### What is being asked
Where a line below includes the word "found", copy that line.

Stored data
──────

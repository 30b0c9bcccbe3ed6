use axum::{
    Json,
    extract::{Path, State},
    http::StatusCode,
    response::{IntoResponse, Response},
};
use tkr::{Store, dto::tournament::TournamentConfigRequest, models::TournamentConfig};
use uuid::Uuid;
use validator::Validate;

use crate::error::WebError;

use super::services;

#[utoipa::path(
    get,
    path = "/api/tournaments",
    responses(
        (status = 200, description = "List all tournaments successfully", body = Vec<TournamentConfig>)
    ),
    tag = "tournaments"
)]
pub async fn list_tournaments(
    State(store): State<Store>,
) -> Result<Json<Vec<TournamentConfig>>, WebError> {
    let tournaments = services::list_tournaments(&store).await?;

    Ok(Json(tournaments))
}

#[utoipa::path(
    get,
    path = "/api/tournaments/{tournament_id}",
    params(
        ("tournament_id" = Uuid, Path, description = "Tournament ID")
    ),
    responses(
        (status = 200, description = "Tournament configuration", body = TournamentConfig),
        (status = 404, description = "Tournament not found")
    ),
    tag = "tournaments"
)]
pub async fn get_config(
    State(store): State<Store>,
    Path(tournament_id): Path<Uuid>,
) -> Result<Response, WebError> {
    let config = services::get_config(&store, tournament_id).await?;

    Ok(Json(config).into_response())
}

#[utoipa::path(
    post,
    path = "/api/tournaments",
    request_body = TournamentConfigRequest,
    responses(
        (status = 201, description = "Tournament created successfully", body = TournamentConfig),
        (status = 400, description = "Validation error"),
        (status = 422, description = "Invalid scoring configuration")
    ),
    tag = "tournaments"
)]
pub async fn create_tournament(
    State(store): State<Store>,
    Json(req): Json<TournamentConfigRequest>,
) -> Result<Response, WebError> {
    req.validate()?;

    let config = services::create_tournament(&store, req).await?;

    Ok((StatusCode::CREATED, Json(config)).into_response())
}

#[utoipa::path(
    put,
    path = "/api/tournaments/{tournament_id}",
    params(
        ("tournament_id" = Uuid, Path, description = "Tournament ID")
    ),
    request_body = TournamentConfigRequest,
    responses(
        (status = 200, description = "Configuration replaced; existing scores are kept", body = TournamentConfig),
        (status = 400, description = "Validation error"),
        (status = 404, description = "Tournament not found"),
        (status = 422, description = "Invalid scoring configuration, or a team size change after teams registered")
    ),
    tag = "tournaments"
)]
pub async fn update_config(
    State(store): State<Store>,
    Path(tournament_id): Path<Uuid>,
    Json(req): Json<TournamentConfigRequest>,
) -> Result<Response, WebError> {
    req.validate()?;

    let config = services::update_config(&store, tournament_id, req).await?;

    Ok(Json(config).into_response())
}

──────

### Expected answer
        (status = 404, description = "Tournament not found")
        (status = 404, description = "Tournament not found"),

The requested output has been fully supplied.